§ Task statement
Search the entries below for the word "persistence", then copy each line in which it is found.
[Data extracts Boundary: Start]
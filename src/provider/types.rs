//! Canonical request/response structures and the credential bag.

use std::fmt;
use std::time::Duration;

use serde::ser::SerializeMap;
use serde::{Deserialize, Serialize, Serializer};
use serde_json::{Map, Value};

// =============================================================================
// CANONICAL REQUEST / RESPONSE
// =============================================================================

/// Provider-agnostic request for one dataset item.
///
/// Ephemeral: lives only for the duration of one adapter invocation and is
/// translated to the provider wire format by the mapping engine. Optional
/// fields that are `None` are absent from the canonical JSON, so mappings
/// skip them instead of sending nulls.
#[derive(Debug, Clone, Serialize)]
pub struct CanonicalRequest {
    pub prompt: String,
    pub role: String,
    #[serde(skip_serializing_if = "Option::is_none")]
    pub model: Option<String>,
    #[serde(skip_serializing_if = "Option::is_none")]
    pub max_tokens: Option<u32>,
    #[serde(skip_serializing_if = "Option::is_none")]
    pub temperature: Option<f32>,
}

impl CanonicalRequest {
    pub fn new(prompt: impl Into<String>) -> Self {
        Self {
            prompt: prompt.into(),
            role: "user".to_string(),
            model: None,
            max_tokens: None,
            temperature: None,
        }
    }

    pub fn model(mut self, model: impl Into<String>) -> Self {
        self.model = Some(model.into());
        self
    }

    pub fn max_tokens(mut self, max: u32) -> Self {
        self.max_tokens = Some(max);
        self
    }

    pub fn temperature(mut self, t: f32) -> Self {
        self.temperature = Some(t);
        self
    }

    /// Canonical JSON form fed to the mapping engine.
    pub fn to_value(&self) -> Value {
        serde_json::to_value(self).expect("canonical request is valid JSON")
    }
}

/// Provider-agnostic reply for one dataset item.
#[derive(Debug, Clone)]
pub struct CanonicalResponse {
    /// Extracted model output, if the provider produced one.
    pub output: Option<String>,
    /// Full canonical value (output plus token counts, finish reason, ...).
    pub raw: Value,
    /// Wall-clock duration of the successful call.
    pub latency: Duration,
}

impl CanonicalResponse {
    /// Build from the canonical value the mapping engine produced.
    ///
    /// Scalar outputs (numbers, booleans) are stringified the way callers
    /// expect text, matching lenient provider payloads.
    pub fn from_value(raw: Value, latency: Duration) -> Self {
        let output = match raw.get("output") {
            Some(Value::String(s)) => Some(s.clone()),
            Some(Value::Number(n)) => Some(n.to_string()),
            Some(Value::Bool(b)) => Some(b.to_string()),
            Some(Value::Null) | None => None,
            Some(other) => Some(other.to_string()),
        };
        Self {
            output,
            raw,
            latency,
        }
    }
}

/// Per-config generation defaults merged into every canonical request,
/// parsed leniently from `ApiConfig::default_params`.
#[derive(Debug, Clone, Default, Deserialize)]
pub struct RequestDefaults {
    #[serde(default)]
    pub model: Option<String>,
    #[serde(default)]
    pub max_tokens: Option<u32>,
    #[serde(default)]
    pub temperature: Option<f32>,
}

impl RequestDefaults {
    /// Unknown keys are ignored; a non-object bag yields empty defaults.
    pub fn from_value(value: Option<&Value>) -> Self {
        value
            .cloned()
            .and_then(|v| serde_json::from_value(v).ok())
            .unwrap_or_default()
    }

    /// Fill fields the caller left unset.
    pub fn apply(&self, mut request: CanonicalRequest) -> CanonicalRequest {
        if request.model.is_none() {
            request.model = self.model.clone();
        }
        if request.max_tokens.is_none() {
            request.max_tokens = self.max_tokens;
        }
        if request.temperature.is_none() {
            request.temperature = self.temperature;
        }
        request
    }
}

// =============================================================================
// CREDENTIALS
// =============================================================================

/// Keys whose values are masked in every serialized or logged form.
const SENSITIVE_KEYS: &[&str] = &["api_key", "token", "authorization", "password", "secret"];

/// Opaque credential bag attached to an `ApiConfig`.
///
/// The bag is free-form JSON from the configuration layer. Display, Debug
/// and Serialize all redact sensitive values; only `as_value()` exposes the
/// plaintext, for the persistence collaborator and adapter construction.
#[derive(Clone, Default, PartialEq, Deserialize)]
#[serde(from = "Value")]
pub struct AuthConfig {
    fields: Map<String, Value>,
}

impl AuthConfig {
    pub fn new(fields: Map<String, Value>) -> Self {
        Self { fields }
    }

    pub fn empty() -> Self {
        Self::default()
    }

    pub fn is_empty(&self) -> bool {
        self.fields.is_empty()
    }

    /// Bearer/API key, from `api_key` or `token`.
    pub fn api_key(&self) -> Option<&str> {
        self.fields
            .get("api_key")
            .or_else(|| self.fields.get("token"))
            .and_then(Value::as_str)
    }

    /// Header name to carry the key, when the provider does not use
    /// `Authorization: Bearer`.
    pub fn auth_header(&self) -> Option<&str> {
        self.fields.get("auth_header").and_then(Value::as_str)
    }

    /// Extra static headers to send with every call.
    pub fn headers(&self) -> impl Iterator<Item = (&str, &str)> {
        self.fields
            .get("headers")
            .and_then(Value::as_object)
            .into_iter()
            .flat_map(|map| {
                map.iter()
                    .filter_map(|(k, v)| v.as_str().map(|v| (k.as_str(), v)))
            })
    }

    /// Plaintext form. For adapter construction and persistence only;
    /// everything user-facing goes through `redacted()`.
    pub fn as_value(&self) -> Value {
        Value::Object(self.fields.clone())
    }

    /// Redacted form safe for listings and logs.
    pub fn redacted(&self) -> Value {
        Value::Object(redact_map(&self.fields))
    }
}

impl From<Value> for AuthConfig {
    fn from(value: Value) -> Self {
        match value {
            Value::Object(fields) => Self { fields },
            _ => Self::default(),
        }
    }
}

impl Serialize for AuthConfig {
    fn serialize<S: Serializer>(&self, serializer: S) -> Result<S::Ok, S::Error> {
        let redacted = redact_map(&self.fields);
        let mut map = serializer.serialize_map(Some(redacted.len()))?;
        for (k, v) in &redacted {
            map.serialize_entry(k, v)?;
        }
        map.end()
    }
}

impl fmt::Debug for AuthConfig {
    fn fmt(&self, f: &mut fmt::Formatter<'_>) -> fmt::Result {
        f.debug_struct("AuthConfig")
            .field("fields", &self.redacted())
            .finish()
    }
}

/// Mask a key for display: `sk-abc123xyz` becomes `sk-***xyz`.
pub fn mask_key(key: &str) -> String {
    if key.len() <= 8 {
        return "*".repeat(key.len());
    }
    format!("{}***{}", &key[..3], &key[key.len() - 3..])
}

fn redact_map(fields: &Map<String, Value>) -> Map<String, Value> {
    fields
        .iter()
        .map(|(k, v)| {
            let redacted = if SENSITIVE_KEYS.contains(&k.to_ascii_lowercase().as_str()) {
                match v.as_str() {
                    Some(s) => Value::String(mask_key(s)),
                    None => Value::String("***".to_string()),
                }
            } else if let Value::Object(inner) = v {
                Value::Object(redact_map(inner))
            } else {
                v.clone()
            };
            (k.clone(), redacted)
        })
        .collect()
}

#[cfg(test)]
mod tests {
    use super::*;
    use serde_json::json;

    #[test]
    fn canonical_request_omits_unset_fields() {
        let value = CanonicalRequest::new("hello").to_value();
        assert_eq!(value, json!({"prompt": "hello", "role": "user"}));

        let value = CanonicalRequest::new("hello")
            .model("m1")
            .max_tokens(64)
            .to_value();
        assert_eq!(value["model"], json!("m1"));
        assert_eq!(value["max_tokens"], json!(64));
    }

    #[test]
    fn canonical_response_stringifies_scalar_outputs() {
        let resp = CanonicalResponse::from_value(json!({"output": 42}), Duration::from_millis(5));
        assert_eq!(resp.output.as_deref(), Some("42"));

        let resp = CanonicalResponse::from_value(json!({"output": null}), Duration::from_millis(5));
        assert!(resp.output.is_none());
    }

    #[test]
    fn mask_key_keeps_only_edges() {
        assert_eq!(mask_key("sk-abcdef123456"), "sk-***456");
        assert_eq!(mask_key("short"), "*****");
    }

    #[test]
    fn auth_config_serializes_redacted() {
        let auth = AuthConfig::from(json!({
            "api_key": "sk-abcdef123456",
            "headers": {"X-Team": "eval"}
        }));
        let serialized = serde_json::to_value(&auth).unwrap();
        assert_eq!(serialized["api_key"], json!("sk-***456"));
        assert_eq!(serialized["headers"]["X-Team"], json!("eval"));

        let debugged = format!("{auth:?}");
        assert!(!debugged.contains("abcdef"));
    }

    #[test]
    fn auth_config_exposes_key_and_headers() {
        let auth = AuthConfig::from(json!({
            "token": "tk-0123456789",
            "auth_header": "X-Api-Key",
            "headers": {"X-Trace": "on"}
        }));
        assert_eq!(auth.api_key(), Some("tk-0123456789"));
        assert_eq!(auth.auth_header(), Some("X-Api-Key"));
        assert_eq!(auth.headers().collect::<Vec<_>>(), vec![("X-Trace", "on")]);
    }
}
[Data extracts Boundary: End]
§ Response box
/// plaintext, for the persistence collaborator and adapter construction.
    /// Plaintext form. For adapter construction and persistence only;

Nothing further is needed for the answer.